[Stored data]
--------------------------------

fn print_robot_quick_start(cli: &Cli) {
    let help = RobotQuickStart {
        tool: "flashpost",
        version: build_info::VERSION,
        description: "Carousel slide exporter (PNG, JPEG, PDF) with robot mode for AI agents",
        export: RobotExport {
            single: "flashpost export <DECK> --slide <N> --type png|jpeg|pdf",
            all: "flashpost export-all <DECK> --type pdf --out <DIR>",
            no_prompt: "flashpost export <DECK> --retry always|never",
        },
        checks: RobotChecks {
            readiness: "flashpost check <DECK> --type pdf --robot",
            diagnose: "flashpost diagnose <DECK> --robot",
        },
        deck_formats: ".json, .yaml, .yml, .toml",
        output_modes: OutputModes {
            human: "--format=text (default)",
            robot: "--robot or --format=json (events on stderr, results on stdout)",
            compact: "--format=json-compact",
        },
        dev_server: "flashpost serve --port 8080 --root <DIR>",
    };

    output_json(cli, &help);
}

fn print_human_quick_start(cli: &Cli) {
    let theme = theme_for(cli);
    println!(
        "{} {} - carousel slide exporter\n",
        theme.header.apply_to("flashpost"),
        build_info::VERSION
    );

    println!("{}", theme.value.apply_to("QUICK START").underlined());
    println!();
    println!("  {}  Export slide 1 as PNG", theme.success.apply_to("flashpost export deck.yaml"));
    println!(
        "  {}  Export slide 3 as JPEG",
        theme.success.apply_to("flashpost export deck.yaml -s 3 -t jpeg")
    );
    println!(
        "  {}  Export every slide as PDF",
        theme.success.apply_to("flashpost export-all deck.yaml -t pdf")
    );
    println!("  {}  Check export readiness", theme.success.apply_to("flashpost check deck.yaml"));
    println!("  {}  Diagnose export problems", theme.success.apply_to("flashpost diagnose deck.yaml"));
    println!("  {}  Serve a directory locally", theme.success.apply_to("flashpost serve --open"));
    println!();

    println!("{}", theme.value.apply_to("ROBOT MODE (for AI agents)").underlined());
    println!();
    println!("  {}  JSON output", theme.info.apply_to("flashpost --robot <command>"));
    println!("  {}  Quick-start JSON", theme.info.apply_to("flashpost --robot"));
    println!();

    println!("Run {} for full help", theme.warning.apply_to("flashpost --help"));
}

// === Robot Mode JSON Structures ===

#[derive(Serialize)]
struct RobotQuickStart {
    tool: &'static str,
    version: &'static str,
    description: &'static str,
    export: RobotExport,
    checks: RobotChecks,
    deck_formats: &'static str,
    output_modes: OutputModes,
    dev_server: &'static str,
}

#[derive(Serialize)]
struct RobotExport {
    single: &'static str,
    all: &'static str,
    no_prompt: &'static str,
}

#[derive(Serialize)]
struct RobotChecks {
    readiness: &'static str,
    diagnose: &'static str,
}

#[derive(Serialize)]
struct OutputModes {
    human: &'static str,
    robot: &'static str,
    compact: &'static str,
}

#[derive(Serialize)]
struct ExportResult<'a, T: Serialize> {
    ok: bool,
    output_dir: &'a Path,
    #[serde(flatten)]
    result: &'a T,
}

// === Command Implementations ===

async fn cmd_export(cli: &Cli, args: &cli::ExportArgs) -> Result<()> {
    let settings = Settings::load(cli.config.as_deref())?;
    let deck = load_deck(&args.deck)?;
    let request = build_request(&settings, &args.output, &deck);
    let retry = args.retry.unwrap_or(settings.export.retry);
    let out_dir = output_dir(&settings, &args.output)?;

    let mut store = DeckStore::new(deck)?;
    let count = store.slides().len();
    if count == 0 {
        return Err(FpError::NoSlides);
    }
    if args.slide == 0 || args.slide > count {
        return Err(FpError::SlideIndexOutOfRange {
            index: args.slide,
            count,
        });
    }
    store.set_active(args.slide - 1)?;
    store.render()?;

    let exporter = build_exporter(cli, &settings, &out_dir, retry);
    let outcome = exporter.export_single_slide(&mut store, &request).await?;

    if cli.use_json() {
        output_json(
            cli,
            &ExportResult {
                ok: true,
                output_dir: &out_dir,
                result: &outcome,
            },
        );
    } else if !cli.quiet {
        println!("{}", out_dir.join(&outcome.filename).display());
    }
    Ok(())
}

async fn cmd_export_all(cli: &Cli, args: &cli::ExportAllArgs) -> Result<()> {
    let settings = Settings::load(cli.config.as_deref())?;
    let deck = load_deck(&args.deck)?;
    let request = build_request(&settings, &args.output, &deck);
    let out_dir = output_dir(&settings, &args.output)?;

    let mut store = DeckStore::new(deck)?;
    // Batch exports never prompt.
    let exporter = build_exporter(cli, &settings, &out_dir, RetryPolicy::Never);
    let report = exporter.export_all_slides(&mut store, &request).await?;

    if cli.use_json() {
        output_json(
            cli,
            &ExportResult {
                ok: report.is_success(),
                output_dir: &out_dir,
                result: &report,
            },
        );
    } else if !cli.quiet {
        for outcome in &report.exported {
            println!("{}", out_dir.join(&outcome.filename).display());
        }
    }

    if report.succeeded == 0 {
        return Err(FpError::Other(format!(
            "No slides were exported ({})",
            report.summary()
        )));
    }
    Ok(())
}

fn cmd_check(cli: &Cli, args: &cli::CheckArgs) -> Result<()> {
    let settings = Settings::load(cli.config.as_deref())?;
    let format = args.file_type.unwrap_or(settings.export.format);
    let store = DeckStore::new(load_deck(&args.deck)?)?;

    let exporter = build_exporter(cli, &settings, Path::new("."), RetryPolicy::Never);
    let report = exporter.check_export_readiness(&store, format);

    if cli.use_json() {
        output_json(cli, &report);
    } else if !cli.quiet {
        let theme = theme_for(cli);
        if report.ready {
            println!("{} Ready to export as {format}", theme.success.apply_to("[OK]"));
        } else {
            println!("{} Not ready to export as {format}", theme.error.apply_to("[ERR]"));
            for issue in &report.issues {
                println!("  - {issue}");
            }
        }
    }

    if report.ready {
        Ok(())
    } else {
        Err(FpError::Other(format!(
            "Export not ready: {}",
            report.issues.join("; ")
        )))
    }
}

fn cmd_diagnose(cli: &Cli, args: &cli::DiagnoseArgs) -> Result<()> {
    let settings = Settings::load(cli.config.as_deref())?;
    let store = DeckStore::new(load_deck(&args.deck)?)?;

    let exporter = build_exporter(cli, &settings, Path::new("."), RetryPolicy::Never);
    let diagnosis = exporter.diagnose_export_issues(&store);

    if cli.use_json() {
        output_json(cli, &diagnosis);
    } else if !cli.quiet {
        let theme = theme_for(cli);
        let row = |label: &str, value: &str| {
            println!("  {:<12} {}", theme.label.apply_to(label), theme.value.apply_to(value));
        };
        println!("{}", theme.header.apply_to("Export diagnosis"));
        row("rasterizer", diagnosis.rasterizer.as_deref().unwrap_or("missing"));
        row("pdf engine", diagnosis.pdf_backend.as_deref().unwrap_or("missing"));
        row("slides", &diagnosis.slide_count.to_string());
        let smoke = match &diagnosis.smoke_test {
            SmokeTest::Passed { width, height } => {
                format!("passed ({width}x{height})")
            }
            SmokeTest::Failed { error } => format!("failed: {error}"),
            SmokeTest::Skipped => "skipped".to_string(),
        };
        row("test render", &smoke);
        for issue in &diagnosis.readiness.issues {
            println!("  {} {issue}", theme.warning.apply_to("[WARN]"));
        }
    }

    if diagnosis.is_healthy() {
        Ok(())
    } else {
        Err(FpError::Other("Export diagnosis found problems".to_string()))
    }
}

async fn cmd_serve(cli: &Cli, args: &cli::ServeArgs) -> Result<()> {
    let settings = Settings::load(cli.config.as_deref())?;
    let mut config = ServerConfig::from(&settings.server);
    if let Some(port) = args.port {
        config.port = port;
    }
    if let Some(bind) = args.bind {
        config.bind = bind;
    }
    let root = args.root.clone().unwrap_or(config.root);
    config.root = resolve_path(&root, &std::env::current_dir().with_context(|| "reading current directory")?)?;

    let url = config.url();
    if cli.use_json() {
        output_json(
            cli,
            &serde_json::json!({
                "url": url,
                "root": config.root.display().to_string(),
                "listening": true,
            }),
        );
    } else if !cli.quiet {
        let theme = theme_for(cli);
        println!(
            "Serving {} at {}",
            theme.filename.apply_to(config.root.display()),
            theme.info.apply_to(&url)
        );
        println!("{}", theme.muted.apply_to("Press Ctrl+C to stop"));
    }

    if args.open {
        if let Err(e) = open::that(&url) {
            warn!(error = %e, url = %url, "Failed to open browser");
        }
    }

    server::serve(&config, shutdown_signal()).await
}

async fn shutdown_signal() {
    if let Err(e) = tokio::signal::ctrl_c().await {
        error!(error = %e, "Failed to listen for Ctrl+C");
        std::future::pending::<()>().await;
    }
    info!("Shutting down");
}

#[allow(clippy::unnecessary_wraps)] // Consistent return type with other commands
fn cmd_version(cli: &Cli) -> Result<()> {
    if cli.use_json() {
        output_json(
            cli,
            &serde_json::json!({
                "version": build_info::VERSION,
                "git_sha": build_info::git_sha(),
                "git_dirty": build_info::git_dirty() == "true",
                "build_timestamp": build_info::build_timestamp(),
                "rustc_version": build_info::rustc_semver(),
                "target": build_info::target(),
            }),
        );
    } else {
        println!("flashpost {}", build_info::VERSION);
        println!(
            "git: {}{}",
            build_info::git_sha(),
            if build_info::git_dirty() == "true" {
                " (dirty)"
            } else {
                ""
            }
        );
        println!("built: {}", build_info::build_timestamp());
        println!("rustc: {}", build_info::rustc_semver());
        println!("target: {}", build_info::target());
    }
    Ok(())
}

#[allow(clippy::unnecessary_wraps)] // Consistent return type with other commands
fn cmd_completions(_cli: &Cli, args: &cli::CompletionsArgs) -> Result<()> {
    use clap::CommandFactory;
    clap_complete::generate(args.shell, &mut Cli::command(), "flashpost", &mut io::stdout());
    Ok(())
}

// === Utility Functions ===

/// Flags first, then settings, then the deck's own slide size.
fn build_request(settings: &Settings, output: &OutputArgs, deck: &Deck) -> ExportRequest {
    let defaults = &settings.export;
    ExportRequest::new(
        output.file_type.unwrap_or(defaults.format),
        output.width.or(defaults.width).unwrap_or(deck.theme.width),
        output.height.or(defaults.height).unwrap_or(deck.theme.height),
        output.scale.unwrap_or(defaults.scale),
    )
}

--------------------------------

* **What the task requires**
In the records above, find the lines holding "bind". Copy each one.

* **Problem solution**
    if let Some(bind) = args.bind {
        config.bind = bind;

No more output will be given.